La escena de la calle fue ignorada deliberadamente por todos, y el ambiente en la mesa resultó bastante armonioso. Entre brindis y copas, la atmósfera se volvió cada vez más animada. Ye Yunting bebió un par de tragos junto a ellos y entonces escuchó a Jiang Shu, ya bastante entusiasmado por el alcohol, proponer que dejaran las copas y bebieran directamente en tazones.

Li Fengqi no se negó, pero cuando Yang Buwei le acercó un tazón de vino a Ye Yunting, levantó la mano para detenerlo y sonrió:

—Ni siquiera juntos son capaces de tumbarme a mí solo. Si además sumamos a Yunting, entonces no tendrán ninguna posibilidad de ganar.

Con una expresión de magnanimidad, como si les estuviera haciendo un favor, añadió:

—Primero tienen que lograr emborracharme a mí. Después Yunting beberá con ustedes. De lo contrario, sería una victoria injusta.

—Entonces hoy tendremos que darlo todo —Yang Buwei retiró la mano y no insistió en hacer beber a Ye Yunting. En cambio, llenó un tazón y brindó con Li Fengqi.

Li Fengqi levantó el suyo. Los dos chocaron suavemente los recipientes y bebieron de un trago.

Yang Buwei tomó tres tazones seguidos con él, y enseguida Zhu Lie y los demás ya abrazaban las jarras de vino, impacientes por brindar, decididos a emborrachar a Li Fengqi.
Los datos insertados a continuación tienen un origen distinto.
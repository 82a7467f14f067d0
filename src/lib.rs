//! caret-echo library: protocol parser, connection handler and server
//! lifecycle, shared by the binary and its tests.

pub mod config;
pub mod connection;
pub mod lifecycle;
pub mod protocol;
pub mod server;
El alcohol que bebían era una especialidad de Weizhou. Su sabor era fuerte y picante; al bajar por la garganta parecía hierro al rojo vivo, ardiendo dentro del estómago. Ye Yunting apenas había tomado dos copas y ya sentía un leve mareo.

Pero en ese momento, todos ellos juntos se enfrentaban a Li Fengqi solo. Un tazón tras otro desaparecía rápidamente, y no pasó mucho tiempo antes de que una fila de jarras vacías se acumulase en el suelo.

Ye Yunting se preocupó ligeramente, aunque también sabía que, para los militares, la mejor manera de integrarse era una de dos: demostrar valor en el campo de batalla o decidir la victoria en una mesa de vino.

Ese día, Li Fengqi estaba bebiendo también la parte de Ye Yunting.

Por eso no dijo nada para detenerlos. Simplemente se quedó observando en silencio cómo vaciaban una jarra tras otra.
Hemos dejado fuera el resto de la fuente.